Sunday, 8 February 2009
From the city centre, it is a pleasant and fast ferry ride up the Brisbane River to the University of Queensland. This next Data Walkabout stop gave me the chance to chat with the dynamic Belinda Weaver (at yet another outdoor campus cafe). Although she's on secondment and not currently working on the institutional repository, my impression is that she's accomplished so much already she could be allowed to take a break.
I inquired about the institutional survey which she initiated and Margaret Henty expanded to other universities, Investigating Data Management Practices in Australian Universities. The outcomes provide a baseline of evidence at each participating institution but, like so much else in
Australia, they don't stop there, but take action to foster change.
The status quo for data management amongst researchers was - perhaps depressingly - found to be much the same as that in the UK (through SToRE, DAF and other surveys): often a junior researcher is put in charge, there is no standard practice, there aren't rewards for doing things well, and few consequences for doing it poorly. Often the problem arises only after something goes wrong and data are lost.

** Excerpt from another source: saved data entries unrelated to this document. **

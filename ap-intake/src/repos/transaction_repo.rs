//! Transaction Log repository — the deduplication oracle.

use chrono::{DateTime, Utc};
use futures::stream::BoxStream;
use futures::TryStreamExt;
use sqlx::{FromRow, PgPool};
use thiserror::Error;

#[derive(Debug, Clone, Copy, PartialEq, Eq)]
pub enum TransactionStatus {
    Processed,
    Unknown,
    DuplicateSkipped,
    Error,
    Looped,
}

impl TransactionStatus {
    pub fn as_str(&self) -> &'static str {
        match self {
            TransactionStatus::Processed => "processed",
            TransactionStatus::Unknown => "unknown",
            TransactionStatus::DuplicateSkipped => "duplicate_skipped",
            TransactionStatus::Error => "error",
            TransactionStatus::Looped => "looped",
        }
    }
}

#[derive(Debug, Clone)]
pub struct NewTransactionRow {
    pub event_id: String,
    pub yyyymm: String,
    pub original_message_id: String,
    pub vendor_name: Option<String>,
    pub sender: String,
    pub subject: String,
    pub status: TransactionStatus,
    pub recipient_email: Option<String>,
    pub amount: Option<f64>,
    pub currency: Option<String>,
    pub match_method: Option<String>,
    pub duplicate_of_transaction_id: Option<String>,
    /// Normalized vendor key and invoice date, when known. Hashed
    /// together with `sender` into `candidate_duplicate_hash` so
    /// `find_candidate_duplicate` has something to compare against.
    pub vendor_key: Option<String>,
    pub invoice_date: Option<chrono::NaiveDate>,
}

#[derive(Debug, Clone, FromRow)]
pub struct TransactionRow {
    pub event_id: String,
    pub yyyymm: String,
    pub original_message_id: String,
    pub vendor_name: Option<String>,
    pub sender: String,
    pub subject: String,
    pub status: String,
    pub processed_at: DateTime<Utc>,
    pub recipient_email: Option<String>,
    pub amount: Option<f64>,
    pub currency: Option<String>,
    pub match_method: Option<String>,
    pub duplicate_of_transaction_id: Option<String>,
}

#[derive(Debug, Error)]
pub enum TransactionLogError {
    #[error("database error: {0}")]
    Database(#[from] sqlx::Error),
}

impl crate::retry::Retriable for TransactionLogError {
    fn is_retriable(&self) -> bool {
        true
    }
}

/// Append-only; never overwrites a prior row for the same event id.
pub async fn append(pool: &PgPool, row: &NewTransactionRow) -> Result<(), TransactionLogError> {
    let candidate_duplicate_hash = match (&row.vendor_key, row.invoice_date) {
        (Some(vendor_key), Some(date)) => Some(candidate_hash(vendor_key, &row.sender, date)),
        _ => None,
    };

    sqlx::query(
        r#"
        INSERT INTO invoice_transactions
            (event_id, yyyymm, original_message_id, vendor_name, sender, subject,
             status, processed_at, recipient_email, amount, currency, match_method,
             duplicate_of_transaction_id, candidate_duplicate_hash)
        VALUES ($1, $2, $3, $4, $5, $6, $7, NOW(), $8, $9, $10, $11, $12, $13)
        "#,
    )
    .bind(&row.event_id)
    .bind(&row.yyyymm)
    .bind(&row.original_message_id)
    .bind(&row.vendor_name)
    .bind(&row.sender)
    .bind(&row.subject)
    .bind(row.status.as_str())
    .bind(&row.recipient_email)
    .bind(row.amount)
    .bind(&row.currency)
    .bind(&row.match_method)
    .bind(&row.duplicate_of_transaction_id)
    .bind(&candidate_duplicate_hash)
    .execute(pool)
    .await?;

    Ok(())
}

/// The deduplication oracle. Returns true iff a `processed` row
/// exists for `original_message_id` within the last `within_days` days.
pub async fn was_processed(
    pool: &PgPool,
    original_message_id: &str,
    within_days: i64,
) -> Result<bool, TransactionLogError> {
    let exists = sqlx::query_scalar::<_, bool>(
        r#"
        SELECT EXISTS(
            SELECT 1 FROM invoice_transactions
            WHERE original_message_id = $1
              AND status = 'processed'
              AND processed_at >= NOW() - ($2 || ' days')::interval
        )
        "#,
    )
    .bind(original_message_id)
    .bind(within_days.to_string())
    .fetch_one(pool)
    .await?;

    Ok(exists)
}

/// Optional same-invoice-different-message-id check. A hash of
/// `(vendor_key, sender, date)` is compared within the window; the
/// caller decides whether a hit blocks or only annotates (see
/// DESIGN.md's Open Question decision).
pub async fn find_candidate_duplicate(
    pool: &PgPool,
    vendor_key: &str,
    sender: &str,
    date: chrono::NaiveDate,
    within_days: i64,
) -> Result<Option<String>, TransactionLogError> {
    let candidate_hash = candidate_hash(vendor_key, sender, date);

    let transaction_id = sqlx::query_scalar::<_, String>(
        r#"
        SELECT event_id FROM invoice_transactions
        WHERE candidate_duplicate_hash = $1
          AND status = 'processed'
          AND processed_at >= NOW() - ($2 || ' days')::interval
        ORDER BY processed_at DESC
        LIMIT 1
        "#,
    )
    .bind(&candidate_hash)
    .bind(within_days.to_string())
    .fetch_optional(pool)
    .await?;

    Ok(transaction_id)
}

pub fn candidate_hash(vendor_key: &str, sender: &str, date: chrono::NaiveDate) -> String {
    use sha2::{Digest, Sha256};
    let mut hasher = Sha256::new();
    hasher.update(vendor_key.as_bytes());
    hasher.update(b"|");
    hasher.update(sender.to_lowercase().as_bytes());
    hasher.update(b"|");
    hasher.update(date.to_string().as_bytes());
    format!("{:x}", hasher.finalize())
}

/// Finite, not restartable across calls: callers get a fresh stream
/// each time they call this function.
pub fn stream_for_month<'a>(
    pool: &'a PgPool,
    yyyymm: &'a str,
) -> BoxStream<'a, Result<TransactionRow, TransactionLogError>> {
    let stream = sqlx::query_as::<_, TransactionRow>(
        r#"
        SELECT event_id, yyyymm, original_message_id, vendor_name, sender, subject,
               status, processed_at, recipient_email, amount, currency, match_method,
               duplicate_of_transaction_id
        FROM invoice_transactions
        WHERE yyyymm = $1
        ORDER BY event_id ASC
        "#,
    )
    .bind(yyyymm)
    .fetch(pool)
    .map_err(TransactionLogError::from);

    Box::pin(stream)
}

Problematically, universities have not seen data management as a responsibility nor something for which they need to provide services. As a direct result of this survey University of Queensland has put data management/loss into their overall risk strategy. Belinda believes a risk management approach is a powerful way to influence institutional senior management to support proper data management.
As we were sipping our coffee, Christiaan Kortekaas was walking by, and Belinda waved him over. Christiaan is the inventor of the Fez open source interface to the Fedora repository software for the University of Queensland Library, which is a competent rival to proprietary solutions. It's quite flexible, and can offer different metadata schemas (e.g. MODS, Dublin Core, etc.) and a variety of classification schemes.
As for libraries, Belinda saw multiple roles (her secondment replacements are pursuing this now). Although data management support is often in no one's job description, it is commonly repository managers who fill this void - perhaps due to the rallying encouragement of APSR, the Australian Partnership for Sustainable Repositories. Specifically, librarians could provide support in describing data structures (metadata & documentation), providing training and templates for data management; writing data rescue case studies; and exit plans for data producers leaving university. Whereas research offices tend to focus on new grants and fostering collaboration, and IT services on servers and cost recovery, libraries are in a unique position to help researchers in finding relevant tools and technology (Web 2.0, etc.) to enhance their research - just as they help them find publications literature. She even thinks that librarians should be based with faculty rather than all in the library building itself, so they can be part of the team. This has worked well, for example in the hospital, where librarians work alongside clinical researchers.
Belinda emphasised that researchers are not necessarily aware that librarians 'know stuff' about tools and technologies, so advocacy is needed. Her publicity poster urges staff and students to "join the growing number of UQ academics and researchers" who are preserving their digital research material with UQ eSpace. Smiling faces of people provide an 'imagine' scenario about materials they can deposit and the implicit benefits of doing so, making sharing research output seem the most natural thing in the world.
Here's a wee gem from Belinda: because repositories are a new service, people don't realise the huge potential. If researchers think they don't need libraries, then adding value to the research chain is vital. So: libraries should be re-purposing themselves around repositories.